(Dataset items)
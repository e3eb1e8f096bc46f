//! Media taken from a local asset library instead of a generation API.

use crate::media::{frame_of, media_file};
use reelcast_config::{AssetMapping, MediaConfig};
use reelcast_core::{AssetType, Draft, MediaFile, MediaKind};
use reelcast_error::{MediaError, MediaErrorKind, ReelcastResult};
use reelcast_interface::{EncodeJob, MediaEncoder};
use reelcast_storage::StagedDraft;
use std::path::{Path, PathBuf};
use tracing::{debug, info, instrument};

const VIDEO_EXTENSIONS: [&str; 4] = ["mp4", "mov", "m4v", "webm"];
const IMAGE_EXTENSIONS: [&str; 3] = ["png", "jpg", "jpeg"];

/// What an asset key resolved to.
#[derive(Debug, Clone, PartialEq, Eq)]
pub enum LibraryAsset {
    /// A ready-made video clip
    Video(PathBuf),
    /// A folder of stills, sorted by file name
    Images(Vec<PathBuf>),
    /// A single still
    Image(PathBuf),
}

/// Resolves asset keys against the library root.
#[derive(Debug, Clone)]
pub struct AssetLibrary {
    root: PathBuf,
    mapping: AssetMapping,
}

fn has_extension(path: &Path, allowed: &[&str]) -> bool {
    path.extension()
        .and_then(|e| e.to_str())
        .map(|e| allowed.iter().any(|a| e.eq_ignore_ascii_case(a)))
        .unwrap_or(false)
}

async fn is_file(path: &Path) -> bool {
    tokio::fs::metadata(path)
        .await
        .map(|m| m.is_file())
        .unwrap_or(false)
}

async fn is_dir(path: &Path) -> bool {
    tokio::fs::metadata(path)
        .await
        .map(|m| m.is_dir())
        .unwrap_or(false)
}

async fn images_in(dir: &Path) -> ReelcastResult<Vec<PathBuf>> {
    let mut entries = tokio::fs::read_dir(dir)
        .await
        .map_err(|e| MediaError::new(MediaErrorKind::Io(format!("{}: {}", dir.display(), e))))?;
    let mut images = Vec::new();
    while let Some(entry) = entries
        .next_entry()
        .await
        .map_err(|e| MediaError::new(MediaErrorKind::Io(format!("{}: {}", dir.display(), e))))?
    {
        let path = entry.path();
        if has_extension(&path, &IMAGE_EXTENSIONS) && is_file(&path).await {
            images.push(path);
        }
    }
    images.sort();
    Ok(images)
}

impl AssetLibrary {
    /// Create a library rooted at `root`.
    pub fn new(root: impl Into<PathBuf>, mapping: AssetMapping) -> Self {
        Self {
            root: root.into(),
            mapping,
        }
    }

    /// Keys the copy generator may pick from.
    pub fn keys(&self) -> Vec<String> {
        self.mapping.keys().into_iter().map(str::to_string).collect()
    }

    /// Resolve an asset key to the media it names.
    ///
    /// Looked up in this order: `<dir>/video.mp4`, `<path>.mp4`, a video
    /// file, `<dir>/images/`, a single image.
    #[instrument(skip(self))]
    pub async fn resolve(&self, key: &str) -> ReelcastResult<LibraryAsset> {
        let relative = self.mapping.get(key).ok_or_else(|| {
            MediaError::new(MediaErrorKind::Asset(format!("unknown asset key '{}'", key)))
        })?;
        let full = self.root.join(relative);

        let candidate = full.join("video.mp4");
        if is_file(&candidate).await {
            return Ok(LibraryAsset::Video(candidate));
        }
        let candidate = full.with_extension("mp4");
        if is_file(&candidate).await {
            return Ok(LibraryAsset::Video(candidate));
        }
        if is_file(&full).await && has_extension(&full, &VIDEO_EXTENSIONS) {
            return Ok(LibraryAsset::Video(full));
        }
        let images_dir = full.join("images");
        if is_dir(&images_dir).await {
            let images = images_in(&images_dir).await?;
            if !images.is_empty() {
                return Ok(LibraryAsset::Images(images));
            }
        }
        if is_file(&full).await && has_extension(&full, &IMAGE_EXTENSIONS) {
            return Ok(LibraryAsset::Image(full));
        }

        Err(MediaError::new(MediaErrorKind::Asset(format!(
            "no video or images found for '{}' under {}",
            key,
            full.display()
        )))
        .into())
    }

    /// Produce the staged media of `draft` from its asset key.
    #[instrument(skip_all, fields(account = %draft.account()))]
    pub async fn build(
        &self,
        draft: &Draft,
        staged: &StagedDraft,
        encoder: &dyn MediaEncoder,
        config: &MediaConfig,
    ) -> ReelcastResult<MediaFile> {
        let key = draft.asset_key().as_deref().ok_or_else(|| {
            MediaError::new(MediaErrorKind::Asset(
                "draft has no asset_key for library media".to_string(),
            ))
        })?;
        let asset = self.resolve(key).await?;
        debug!(?asset, "Resolved library asset");

        match draft.asset_type() {
            AssetType::Video => {
                let output = staged.media_path(MediaKind::Mp4);
                let frame = frame_of(config);
                let job = match asset {
                    LibraryAsset::Video(input) => EncodeJob::Reencode {
                        input,
                        output,
                        frame,
                        max_secs: config.library_max_secs,
                    },
                    LibraryAsset::Images(images) => EncodeJob::Slideshow {
                        images,
                        output,
                        frame,
                        secs_per_image: config.slideshow_secs_per_image,
                    },
                    LibraryAsset::Image(image) => EncodeJob::LoopImage {
                        image,
                        output,
                        frame,
                        secs: config.still_clip_secs,
                    },
                };
                encoder.encode(&job).await?;
                info!(key, "Built video from library asset");
                media_file(MediaKind::Mp4, job.output()).await
            }
            AssetType::Image => {
                let image = match asset {
                    LibraryAsset::Image(image) => image,
                    LibraryAsset::Images(images) => images.into_iter().next().ok_or_else(|| {
                        MediaError::new(MediaErrorKind::Asset(format!("'{}' has no images", key)))
                    })?,
                    LibraryAsset::Video(path) => {
                        return Err(MediaError::new(MediaErrorKind::Asset(format!(
                            "image draft mapped to video asset {}",
                            path.display()
                        )))
                        .into());
                    }
                };
                let data = tokio::fs::read(&image).await.map_err(|e| {
                    MediaError::new(MediaErrorKind::Io(format!("{}: {}", image.display(), e)))
                })?;
                let kind = MediaKind::sniff(&data)
                    .filter(|k| !k.is_video())
                    .ok_or_else(|| {
                        MediaError::new(MediaErrorKind::CorruptPayload(format!(
                            "{} is not a PNG, JPEG or WebP image",
                            image.display()
                        )))
                    })?;
                info!(key, "Copied library image");
                staged.write_media(kind, &data).await
            }
        }
    }
}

» What needs to be done
Repeat each line above exactly as it stands.

» Output of the exercise
repository e3eb1e8f096bc46f
//! Media taken from a local asset library instead of a generation API.

use crate::media::{frame_of, media_file};
use reelcast_config::{AssetMapping, MediaConfig};
use reelcast_core::{AssetType, Draft, MediaFile, MediaKind};
use reelcast_error::{MediaError, MediaErrorKind, ReelcastResult};
use reelcast_interface::{EncodeJob, MediaEncoder};
use reelcast_storage::StagedDraft;
use std::path::{Path, PathBuf};
use tracing::{debug, info, instrument};

const VIDEO_EXTENSIONS: [&str; 4] = ["mp4", "mov", "m4v", "webm"];
const IMAGE_EXTENSIONS: [&str; 3] = ["png", "jpg", "jpeg"];

/// What an asset key resolved to.
#[derive(Debug, Clone, PartialEq, Eq)]
pub enum LibraryAsset {
    /// A ready-made video clip
    Video(PathBuf),
    /// A folder of stills, sorted by file name
    Images(Vec<PathBuf>),
    /// A single still
    Image(PathBuf),
}

/// Resolves asset keys against the library root.
#[derive(Debug, Clone)]
pub struct AssetLibrary {
    root: PathBuf,
    mapping: AssetMapping,
}

fn has_extension(path: &Path, allowed: &[&str]) -> bool {
    path.extension()
        .and_then(|e| e.to_str())
        .map(|e| allowed.iter().any(|a| e.eq_ignore_ascii_case(a)))
        .unwrap_or(false)
}

async fn is_file(path: &Path) -> bool {
    tokio::fs::metadata(path)
        .await
        .map(|m| m.is_file())
        .unwrap_or(false)
}

async fn is_dir(path: &Path) -> bool {
    tokio::fs::metadata(path)
        .await
        .map(|m| m.is_dir())
        .unwrap_or(false)
}

async fn images_in(dir: &Path) -> ReelcastResult<Vec<PathBuf>> {
    let mut entries = tokio::fs::read_dir(dir)
        .await
        .map_err(|e| MediaError::new(MediaErrorKind::Io(format!("{}: {}", dir.display(), e))))?;
    let mut images = Vec::new();
    while let Some(entry) = entries
        .next_entry()
        .await
        .map_err(|e| MediaError::new(MediaErrorKind::Io(format!("{}: {}", dir.display(), e))))?
    {
        let path = entry.path();
        if has_extension(&path, &IMAGE_EXTENSIONS) && is_file(&path).await {
            images.push(path);
        }
    }
    images.sort();
    Ok(images)
}

impl AssetLibrary {
    /// Create a library rooted at `root`.
    pub fn new(root: impl Into<PathBuf>, mapping: AssetMapping) -> Self {
        Self {
            root: root.into(),
            mapping,
        }
    }

    /// Keys the copy generator may pick from.
    pub fn keys(&self) -> Vec<String> {
        self.mapping.keys().into_iter().map(str::to_string).collect()
    }

    /// Resolve an asset key to the media it names.
    ///
    /// Looked up in this order: `<dir>/video.mp4`, `<path>.mp4`, a video
    /// file, `<dir>/images/`, a single image.
    #[instrument(skip(self))]
    pub async fn resolve(&self, key: &str) -> ReelcastResult<LibraryAsset> {
        let relative = self.mapping.get(key).ok_or_else(|| {
            MediaError::new(MediaErrorKind::Asset(format!("unknown asset key '{}'", key)))
        })?;
        let full = self.root.join(relative);

        let candidate = full.join("video.mp4");
        if is_file(&candidate).await {
            return Ok(LibraryAsset::Video(candidate));
        }
        let candidate = full.with_extension("mp4");
        if is_file(&candidate).await {
            return Ok(LibraryAsset::Video(candidate));
        }
        if is_file(&full).await && has_extension(&full, &VIDEO_EXTENSIONS) {
            return Ok(LibraryAsset::Video(full));
        }
        let images_dir = full.join("images");
        if is_dir(&images_dir).await {
            let images = images_in(&images_dir).await?;
            if !images.is_empty() {
                return Ok(LibraryAsset::Images(images));
            }
        }
        if is_file(&full).await && has_extension(&full, &IMAGE_EXTENSIONS) {
            return Ok(LibraryAsset::Image(full));
        }

        Err(MediaError::new(MediaErrorKind::Asset(format!(
            "no video or images found for '{}' under {}",
            key,
            full.display()
        )))
        .into())
    }

    /// Produce the staged media of `draft` from its asset key.
    #[instrument(skip_all, fields(account = %draft.account()))]
    pub async fn build(
        &self,
        draft: &Draft,
        staged: &StagedDraft,
        encoder: &dyn MediaEncoder,
        config: &MediaConfig,
    ) -> ReelcastResult<MediaFile> {
        let key = draft.asset_key().as_deref().ok_or_else(|| {
            MediaError::new(MediaErrorKind::Asset(
                "draft has no asset_key for library media".to_string(),
            ))
        })?;
        let asset = self.resolve(key).await?;
        debug!(?asset, "Resolved library asset");

        match draft.asset_type() {
            AssetType::Video => {
                let output = staged.media_path(MediaKind::Mp4);
                let frame = frame_of(config);
                let job = match asset {
                    LibraryAsset::Video(input) => EncodeJob::Reencode {
                        input,
                        output,
                        frame,
                        max_secs: config.library_max_secs,
                    },
                    LibraryAsset::Images(images) => EncodeJob::Slideshow {
                        images,
                        output,
                        frame,
                        secs_per_image: config.slideshow_secs_per_image,
                    },
                    LibraryAsset::Image(image) => EncodeJob::LoopImage {
                        image,
                        output,
                        frame,
                        secs: config.still_clip_secs,
                    },
                };
                encoder.encode(&job).await?;
                info!(key, "Built video from library asset");
                media_file(MediaKind::Mp4, job.output()).await
            }
            AssetType::Image => {
                let image = match asset {
                    LibraryAsset::Image(image) => image,
                    LibraryAsset::Images(images) => images.into_iter().next().ok_or_else(|| {
                        MediaError::new(MediaErrorKind::Asset(format!("'{}' has no images", key)))
                    })?,
                    LibraryAsset::Video(path) => {
                        return Err(MediaError::new(MediaErrorKind::Asset(format!(
                            "image draft mapped to video asset {}",
                            path.display()
                        )))
                        .into());
                    }
                };
                let data = tokio::fs::read(&image).await.map_err(|e| {
                    MediaError::new(MediaErrorKind::Io(format!("{}: {}", image.display(), e)))
                })?;
                let kind = MediaKind::sniff(&data)
                    .filter(|k| !k.is_video())
                    .ok_or_else(|| {
                        MediaError::new(MediaErrorKind::CorruptPayload(format!(
                            "{} is not a PNG, JPEG or WebP image",
                            image.display()
                        )))
                    })?;
                info!(key, "Copied library image");
                staged.write_media(kind, &data).await
            }
        }
    }
}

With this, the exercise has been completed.